+++ Data listing
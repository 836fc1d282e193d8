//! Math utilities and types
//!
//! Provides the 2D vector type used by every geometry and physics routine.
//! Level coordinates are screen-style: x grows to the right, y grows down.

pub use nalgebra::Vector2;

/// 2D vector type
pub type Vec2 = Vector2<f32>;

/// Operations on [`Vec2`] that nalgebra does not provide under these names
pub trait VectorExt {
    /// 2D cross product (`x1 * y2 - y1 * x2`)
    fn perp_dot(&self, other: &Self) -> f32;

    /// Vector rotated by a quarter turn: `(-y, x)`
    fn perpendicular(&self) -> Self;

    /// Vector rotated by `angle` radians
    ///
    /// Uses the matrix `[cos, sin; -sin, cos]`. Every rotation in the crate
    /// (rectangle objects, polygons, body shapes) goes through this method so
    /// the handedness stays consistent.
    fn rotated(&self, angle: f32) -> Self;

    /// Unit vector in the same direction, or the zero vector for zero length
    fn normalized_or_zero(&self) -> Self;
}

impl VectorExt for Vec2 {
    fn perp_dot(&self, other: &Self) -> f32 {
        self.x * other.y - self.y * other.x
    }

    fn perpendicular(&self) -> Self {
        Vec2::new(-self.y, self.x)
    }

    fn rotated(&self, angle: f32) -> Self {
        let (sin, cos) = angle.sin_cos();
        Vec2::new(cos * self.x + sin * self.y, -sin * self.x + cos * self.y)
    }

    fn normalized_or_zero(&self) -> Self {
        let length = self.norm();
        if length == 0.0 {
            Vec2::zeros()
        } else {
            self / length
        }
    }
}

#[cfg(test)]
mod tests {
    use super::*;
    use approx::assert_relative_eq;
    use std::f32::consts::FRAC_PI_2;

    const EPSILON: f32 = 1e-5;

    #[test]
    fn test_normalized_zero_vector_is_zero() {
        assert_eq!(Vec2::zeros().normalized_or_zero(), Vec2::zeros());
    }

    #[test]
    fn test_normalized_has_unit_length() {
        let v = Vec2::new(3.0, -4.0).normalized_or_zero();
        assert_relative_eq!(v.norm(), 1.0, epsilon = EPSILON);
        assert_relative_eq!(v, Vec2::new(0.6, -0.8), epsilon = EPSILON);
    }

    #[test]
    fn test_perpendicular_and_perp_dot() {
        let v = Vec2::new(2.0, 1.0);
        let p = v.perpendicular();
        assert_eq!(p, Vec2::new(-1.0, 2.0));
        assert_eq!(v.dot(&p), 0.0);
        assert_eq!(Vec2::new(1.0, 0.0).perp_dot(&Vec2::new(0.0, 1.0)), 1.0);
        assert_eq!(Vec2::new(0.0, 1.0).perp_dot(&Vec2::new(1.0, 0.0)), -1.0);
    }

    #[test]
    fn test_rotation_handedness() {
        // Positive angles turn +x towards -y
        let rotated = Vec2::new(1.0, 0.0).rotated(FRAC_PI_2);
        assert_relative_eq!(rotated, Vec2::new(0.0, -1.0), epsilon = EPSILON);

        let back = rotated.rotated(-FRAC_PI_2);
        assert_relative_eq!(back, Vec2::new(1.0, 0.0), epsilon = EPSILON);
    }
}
++++++
## Work order
Your task is to transcribe the listing above in full and exactly.

## Problem solution
repository 836fc1d282e193d8
//! Math utilities and types
//!
//! Provides the 2D vector type used by every geometry and physics routine.
//! Level coordinates are screen-style: x grows to the right, y grows down.

pub use nalgebra::Vector2;

/// 2D vector type
pub type Vec2 = Vector2<f32>;

/// Operations on [`Vec2`] that nalgebra does not provide under these names
pub trait VectorExt {
    /// 2D cross product (`x1 * y2 - y1 * x2`)
    fn perp_dot(&self, other: &Self) -> f32;

    /// Vector rotated by a quarter turn: `(-y, x)`
    fn perpendicular(&self) -> Self;

    /// Vector rotated by `angle` radians
    ///
    /// Uses the matrix `[cos, sin; -sin, cos]`. Every rotation in the crate
    /// (rectangle objects, polygons, body shapes) goes through this method so
    /// the handedness stays consistent.
    fn rotated(&self, angle: f32) -> Self;

    /// Unit vector in the same direction, or the zero vector for zero length
    fn normalized_or_zero(&self) -> Self;
}

impl VectorExt for Vec2 {
    fn perp_dot(&self, other: &Self) -> f32 {
        self.x * other.y - self.y * other.x
    }

    fn perpendicular(&self) -> Self {
        Vec2::new(-self.y, self.x)
    }

    fn rotated(&self, angle: f32) -> Self {
        let (sin, cos) = angle.sin_cos();
        Vec2::new(cos * self.x + sin * self.y, -sin * self.x + cos * self.y)
    }

    fn normalized_or_zero(&self) -> Self {
        let length = self.norm();
        if length == 0.0 {
            Vec2::zeros()
        } else {
            self / length
        }
    }
}

#[cfg(test)]
mod tests {
    use super::*;
    use approx::assert_relative_eq;
    use std::f32::consts::FRAC_PI_2;

    const EPSILON: f32 = 1e-5;

    #[test]
    fn test_normalized_zero_vector_is_zero() {
        assert_eq!(Vec2::zeros().normalized_or_zero(), Vec2::zeros());
    }

    #[test]
    fn test_normalized_has_unit_length() {
        let v = Vec2::new(3.0, -4.0).normalized_or_zero();
        assert_relative_eq!(v.norm(), 1.0, epsilon = EPSILON);
        assert_relative_eq!(v, Vec2::new(0.6, -0.8), epsilon = EPSILON);
    }

    #[test]
    fn test_perpendicular_and_perp_dot() {
        let v = Vec2::new(2.0, 1.0);
        let p = v.perpendicular();
        assert_eq!(p, Vec2::new(-1.0, 2.0));
        assert_eq!(v.dot(&p), 0.0);
        assert_eq!(Vec2::new(1.0, 0.0).perp_dot(&Vec2::new(0.0, 1.0)), 1.0);
        assert_eq!(Vec2::new(0.0, 1.0).perp_dot(&Vec2::new(1.0, 0.0)), -1.0);
    }

    #[test]
    fn test_rotation_handedness() {
        // Positive angles turn +x towards -y
        let rotated = Vec2::new(1.0, 0.0).rotated(FRAC_PI_2);
        assert_relative_eq!(rotated, Vec2::new(0.0, -1.0), epsilon = EPSILON);

        let back = rotated.rotated(-FRAC_PI_2);
        assert_relative_eq!(back, Vec2::new(1.0, 0.0), epsilon = EPSILON);
    }
}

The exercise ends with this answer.